The quality of any body of surface of ground water is a function of either both natural influences and human influences.
Without human influences water quality would be determined by the weathering of bedrock minerals, by the atmospheric processes of evapotranspiration and the deposition of dust and salt by wind, by the natural leaching of organic matter and nutrients from soil, by hydrological factors that lead to runoff, and by biological processes within the aquatic environment that can alter the physical and chemical composition of water.

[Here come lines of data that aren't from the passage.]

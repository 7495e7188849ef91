//! Domain event outbox.

use async_trait::async_trait;
use sqlx::PgPool;

use academy_core::error::{AppError, ErrorKind};
use academy_core::events::DomainEvent;
use academy_core::result::AppResult;
use academy_core::traits::EventPublisher;

/// Appends events to the `domain_events` table for downstream consumers.
#[derive(Debug, Clone)]
pub struct PgEventPublisher {
    pool: PgPool,
}

impl PgEventPublisher {
    /// Create a publisher backed by `pool`.
    pub fn new(pool: PgPool) -> Self {
        Self { pool }
    }
}

#[async_trait]
impl EventPublisher for PgEventPublisher {
    async fn publish(&self, event: DomainEvent) -> AppResult<()> {
        let payload = serde_json::to_value(&event.payload)?;
        sqlx::query(
            "INSERT INTO domain_events (id, event_type, payload, occurred_at) \
             VALUES ($1, $2, $3, $4)",
        )
        .bind(event.id)
        .bind(event.payload.event_type())
        .bind(payload)
        .bind(event.timestamp)
        .execute(&self.pool)
        .await
        .map_err(|e| AppError::with_source(ErrorKind::Database, "Failed to append event", e))?;
        Ok(())
    }
}
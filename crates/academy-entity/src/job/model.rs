//! Job entity model.

use chrono::{DateTime, Utc};
use serde::{Deserialize, Serialize};
use sqlx::FromRow;

use academy_core::types::JobId;

use super::status::{JobPriority, JobStatus};

/// A row in the `jobs` queue.
#[derive(Debug, Clone, Serialize, Deserialize, FromRow)]
pub struct Job {
    /// Unique job identifier.
    pub id: JobId,
    /// Handler key, e.g. `"suspend_expired_grace"`.
    pub job_type: String,
    /// Queue name.
    pub queue: String,
    /// Job priority.
    pub priority: JobPriority,
    /// Handler arguments.
    pub payload: serde_json::Value,
    /// Sweep report on completion.
    pub result: Option<serde_json::Value>,
    /// Last error message.
    pub error_message: Option<String>,
    /// Current job status.
    pub status: JobStatus,
    /// Attempts made so far.
    pub attempts: i32,
    /// Attempts allowed.
    pub max_attempts: i32,
    /// Earliest execution time.
    pub scheduled_at: DateTime<Utc>,
    /// When the current attempt started.
    pub started_at: Option<DateTime<Utc>>,
    /// When the job finished.
    pub completed_at: Option<DateTime<Utc>>,
    /// Worker that claimed the job.
    pub worker_id: Option<String>,
    /// When the job was created.
    pub created_at: DateTime<Utc>,
    /// When the job was last updated.
    pub updated_at: DateTime<Utc>,
}

impl Job {
    /// Whether another attempt is allowed after a transient failure.
    pub fn can_retry(&self) -> bool {
        !self.status.is_terminal() && self.attempts < self.max_attempts
    }
}

/// Data required to enqueue a job.
#[derive(Debug, Clone, Serialize, Deserialize)]
pub struct CreateJob {
    /// Handler key.
    pub job_type: String,
    /// Queue name.
    pub queue: String,
    /// Priority.
    pub priority: JobPriority,
    /// Handler arguments.
    pub payload: serde_json::Value,
    /// Attempts allowed.
    pub max_attempts: i32,
    /// Earliest execution time; `None` means now.
    pub scheduled_at: Option<DateTime<Utc>>,
}
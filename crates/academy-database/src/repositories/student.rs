//! Student directory implementation.

use async_trait::async_trait;
use sqlx::PgPool;

use academy_core::error::{AppError, ErrorKind};
use academy_core::result::AppResult;
use academy_core::types::StudentId;
use academy_entity::student::{Guardian, Student, StudentContact};

use crate::traits::StudentDirectory;

/// PostgreSQL student and guardian lookup.
#[derive(Debug, Clone)]
pub struct PgStudentDirectory {
    pool: PgPool,
}

impl PgStudentDirectory {
    /// Create a new student directory.
    pub fn new(pool: PgPool) -> Self {
        Self { pool }
    }
}

#[async_trait]
impl StudentDirectory for PgStudentDirectory {
    async fn find_contact(&self, student_id: StudentId) -> AppResult<Option<StudentContact>> {
        let student = sqlx::query_as::<_, Student>("SELECT * FROM students WHERE id = $1")
            .bind(student_id)
            .fetch_optional(&self.pool)
            .await
            .map_err(|e| AppError::with_source(ErrorKind::Database, "Failed to find student", e))?;

        let Some(student) = student else {
            return Ok(None);
        };

        let guardian = match student.guardian_id {
            Some(guardian_id) => {
                sqlx::query_as::<_, Guardian>("SELECT * FROM guardians WHERE id = $1")
                    .bind(guardian_id)
                    .fetch_optional(&self.pool)
                    .await
                    .map_err(|e| {
                        AppError::with_source(ErrorKind::Database, "Failed to find guardian", e)
                    })?
            }
            None => None,
        };

        Ok(Some(StudentContact { student, guardian }))
    }
}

Typically, water quality is determined by comparing the physical and chemical characteristics of a water sample with water quality guidelines or standards. Drinking water quality guidelines and standards are designed to enable the provision of clean and safe water for human consumption, thereby protecting human health. These are usually based on scientifically assessed acceptable levels of toxicity to either humans or aquatic organisms.
Nitrate levels: concentrations at river mouths
Click on map to enlarge
Globally, the most prevalent water quality problem is eutrophication, a result of high-nutrient loads (mainly phosphorus and nitrogen), which substantially impairs beneficial uses of water. Major nutrient sources include agricultural runoff, domestic sewage (also a source of microbial pollution), industrial effluents and atmospheric inputs from fossil fuel burning and bush fires. Lakes and reservoirs are particularly susceptible to the negative impacts of eutrophication because of their complex dynamics, relatively longer water residence times and their role as an integrating sink for pollutants from their drainage basins. Nitrogen concentrations exceeding 5 milligrams per litre of water often indicate pollution from human and animal waste or fertilizer runoff from agricultural areas.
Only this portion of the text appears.